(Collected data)
++++++++++++++++++++
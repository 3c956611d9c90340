use crate::error::CoreError;
use chrono::{DateTime, NaiveDate, NaiveDateTime, NaiveTime, TimeDelta, Timelike, Utc};
use serde::{Deserialize, Deserializer};

/// Floors an instant to the start of its minute (seconds and sub-seconds zeroed).
pub fn truncate_to_minute(instant: DateTime<Utc>) -> DateTime<Utc> {
    instant
        .with_nanosecond(0)
        .and_then(|t| t.with_second(0))
        .unwrap_or(instant)
}

/// Naive layouts accepted after RFC 3339, tried in order. All are read as UTC.
const NAIVE_DATE_TIME_FORMATS: [&str; 4] = [
    "%Y-%m-%dT%H:%M:%S%.f",
    "%Y-%m-%d %H:%M:%S%.f",
    "%Y-%m-%dT%H:%M",
    "%Y-%m-%d %H:%M",
];

/// Parses a query timestamp. RFC 3339 with an offset is preferred; naive
/// date-times (seconds optional, `T` or space separated) are read as UTC and
/// a bare `YYYY-MM-DD` means midnight UTC.
pub fn parse_timestamp(raw: &str) -> Result<DateTime<Utc>, CoreError> {
    if let Ok(ts) = DateTime::parse_from_rfc3339(raw) {
        return Ok(ts.with_timezone(&Utc));
    }
    for format in NAIVE_DATE_TIME_FORMATS {
        if let Ok(naive) = NaiveDateTime::parse_from_str(raw, format) {
            return Ok(naive.and_utc());
        }
    }
    NaiveDate::parse_from_str(raw, "%Y-%m-%d")
        .map(|date| date.and_time(NaiveTime::MIN).and_utc())
        .map_err(|e| CoreError::invalid("timestamp", format!("'{}' is not a date-time ({})", raw, e)))
}

/// Serde adapter for [`parse_timestamp`], for use with `#[serde(deserialize_with)]`.
pub fn deserialize_timestamp<'de, D>(deserializer: D) -> Result<DateTime<Utc>, D::Error>
where
    D: Deserializer<'de>,
{
    let raw = String::deserialize(deserializer)?;
    parse_timestamp(&raw).map_err(serde::de::Error::custom)
}

/// An inclusive time range `[start, end]` over report timestamps.
///
/// A negative duration produces `end < start`, which no timestamp can satisfy.
#[derive(Debug, Clone, Copy, PartialEq, Eq)]
pub struct ReportWindow {
    pub start: DateTime<Utc>,
    pub end: DateTime<Utc>,
}

impl ReportWindow {
    /// Builds the window `[start, start + duration_minutes]`.
    pub fn new(start: DateTime<Utc>, duration_minutes: i32) -> Result<Self, CoreError> {
        let end = start
            .checked_add_signed(TimeDelta::minutes(i64::from(duration_minutes)))
            .ok_or_else(|| CoreError::invalid("duration", "window end is out of range"))?;
        Ok(Self { start, end })
    }

    pub fn contains(&self, timestamp: DateTime<Utc>) -> bool {
        self.start <= timestamp && timestamp <= self.end
    }

    pub fn is_inverted(&self) -> bool {
        self.end < self.start
    }
}

#[cfg(test)]
mod tests {
    use super::*;
    use chrono::TimeZone;

    fn at(h: u32, m: u32, s: u32) -> DateTime<Utc> {
        Utc.with_ymd_and_hms(2023, 5, 26, h, m, s).unwrap()
    }

    #[test]
    fn truncation_floors_to_the_minute() {
        let instant = at(10, 15, 47) + TimeDelta::milliseconds(500);
        assert_eq!(truncate_to_minute(instant), at(10, 15, 0));
    }

    #[test]
    fn truncation_never_rounds_up() {
        let instant = at(10, 15, 59) + TimeDelta::milliseconds(999);
        assert_eq!(truncate_to_minute(instant), at(10, 15, 0));
        assert_eq!(truncate_to_minute(at(10, 16, 0)), at(10, 16, 0));
    }

    #[test]
    fn window_bounds_are_inclusive() {
        let window = ReportWindow::new(at(10, 0, 0), 15).unwrap();
        assert_eq!(window.end, at(10, 15, 0));
        assert!(window.contains(at(10, 0, 0)));
        assert!(window.contains(at(10, 15, 0)));
        assert!(!window.contains(at(10, 16, 0)));
        assert!(!window.contains(at(9, 59, 0)));
    }

    #[test]
    fn zero_duration_matches_only_the_start() {
        let window = ReportWindow::new(at(10, 0, 0), 0).unwrap();
        assert!(window.contains(at(10, 0, 0)));
        assert!(!window.contains(at(10, 1, 0)));
    }

    #[test]
    fn negative_duration_matches_nothing() {
        let window = ReportWindow::new(at(10, 0, 0), -30).unwrap();
        assert!(window.is_inverted());
        assert!(!window.contains(at(10, 0, 0)));
        assert!(!window.contains(at(9, 45, 0)));
    }

    #[test]
    fn overflowing_window_is_rejected() {
        let err = ReportWindow::new(DateTime::<Utc>::MAX_UTC, 1).unwrap_err();
        assert!(matches!(err, CoreError::InvalidInput(field, _) if field == "duration"));
    }

    #[test]
    fn parses_offset_and_naive_timestamps() {
        assert_eq!(parse_timestamp("2023-05-26T12:00:00+02:00").unwrap(), at(10, 0, 0));
        assert_eq!(parse_timestamp("2023-05-26T10:00:00Z").unwrap(), at(10, 0, 0));
        assert_eq!(parse_timestamp("2023-05-26T10:00:00").unwrap(), at(10, 0, 0));
        assert_eq!(
            parse_timestamp("2023-05-26T10:00:00.250").unwrap(),
            at(10, 0, 0) + TimeDelta::milliseconds(250)
        );
        assert!(parse_timestamp("yesterday").is_err());
    }

    #[test]
    fn parses_timestamps_without_seconds() {
        assert_eq!(parse_timestamp("2023-05-26T10:15").unwrap(), at(10, 15, 0));
        assert_eq!(parse_timestamp("2023-05-26 10:15").unwrap(), at(10, 15, 0));
    }

    #[test]
    fn parses_space_separated_timestamps() {
        assert_eq!(parse_timestamp("2023-05-26 10:15:30").unwrap(), at(10, 15, 30));
        assert_eq!(
            parse_timestamp("2023-05-26 10:15:30.5").unwrap(),
            at(10, 15, 30) + TimeDelta::milliseconds(500)
        );
    }

    #[test]
    fn date_only_means_midnight_utc() {
        assert_eq!(parse_timestamp("2023-05-26").unwrap(), at(0, 0, 0));
        assert!(parse_timestamp("2023-05-26T").is_err());
        assert!(parse_timestamp("2023-13-01").is_err());
    }
}
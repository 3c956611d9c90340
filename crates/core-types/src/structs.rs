use chrono::{DateTime, Utc};
use serde::{Deserialize, Serialize};
use sqlx::FromRow;

/// A monitored photovoltaic site, as stored in the `installations` table.
///
/// Production reports belong to an installation but are never part of its
/// serialized form.
#[derive(Debug, Clone, PartialEq, Serialize, Deserialize, FromRow)]
#[serde(rename_all = "camelCase")]
pub struct Installation {
    pub id: i32,
    pub longitude: f64,
    pub latitude: f64,
    pub address: String,
    pub owner_name: String,
    pub is_active: bool,
    pub comments: Option<String>,
}

/// One timestamped reading for an installation, as stored in the
/// `production_reports` table.
#[derive(Debug, Clone, PartialEq, Serialize, Deserialize, FromRow)]
#[serde(rename_all = "camelCase")]
pub struct ProductionReport {
    pub id: i32,
    pub installation_id: i32,
    pub timestamp: DateTime<Utc>,
    pub produced_wattage: f64,
    pub household_wattage: f64,
    pub battery_wattage: f64,
    pub grid_wattage: f64,
}

/// A validated installation that has not been persisted yet.
/// New installations always start out active.
#[derive(Debug, Clone, PartialEq)]
pub struct NewInstallation {
    pub longitude: f64,
    pub latitude: f64,
    pub address: String,
    pub owner_name: String,
    pub comments: Option<String>,
}

/// A production report ready to be attached to an installation.
#[derive(Debug, Clone, PartialEq)]
pub struct NewProductionReport {
    /// Already truncated to the start of its minute.
    pub timestamp: DateTime<Utc>,
    pub produced_wattage: f64,
    pub household_wattage: f64,
    pub battery_wattage: f64,
    pub grid_wattage: f64,
}

#[cfg(test)]
mod tests {
    use super::*;

    fn installation() -> Installation {
        Installation {
            id: 7,
            longitude: 14.28,
            latitude: 48.3,
            address: "Hauptplatz 1, Linz".to_string(),
            owner_name: "R. Huber".to_string(),
            is_active: true,
            comments: None,
        }
    }

    #[test]
    fn serializes_with_camel_case_fields() {
        let json = serde_json::to_value(installation()).unwrap();
        assert_eq!(json["id"], 7);
        assert_eq!(json["ownerName"], "R. Huber");
        assert_eq!(json["isActive"], true);
        assert!(json["comments"].is_null());
        assert!(json.get("productionReports").is_none());
    }
}
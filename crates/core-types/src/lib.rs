//! # PV Ledger Core Types
//!
//! Domain records shared by every other crate: installations, their
//! production reports, the validated inputs used to create them, and the
//! time arithmetic behind report timestamps and summation windows.

pub mod error;
pub mod structs;
pub mod time;
pub mod validation;

// Re-export the core types to provide a clean public API.
pub use error::CoreError;
pub use structs::{Installation, NewInstallation, NewProductionReport, ProductionReport};
pub use time::{deserialize_timestamp, parse_timestamp, truncate_to_minute, ReportWindow};
pub use validation::{InstallationDraft, ProductionReportDraft, MAX_ADDRESS_LEN, MAX_OWNER_NAME_LEN};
++++++++++++++++++++
§ **REQUIRED ACTION**
Wherever a line holds the word "stored", copy that line out of the entries above.

§ **EXERCISE SOLUTION**
/// A monitored photovoltaic site, as stored in the `installations` table.
/// One timestamped reading for an installation, as stored in the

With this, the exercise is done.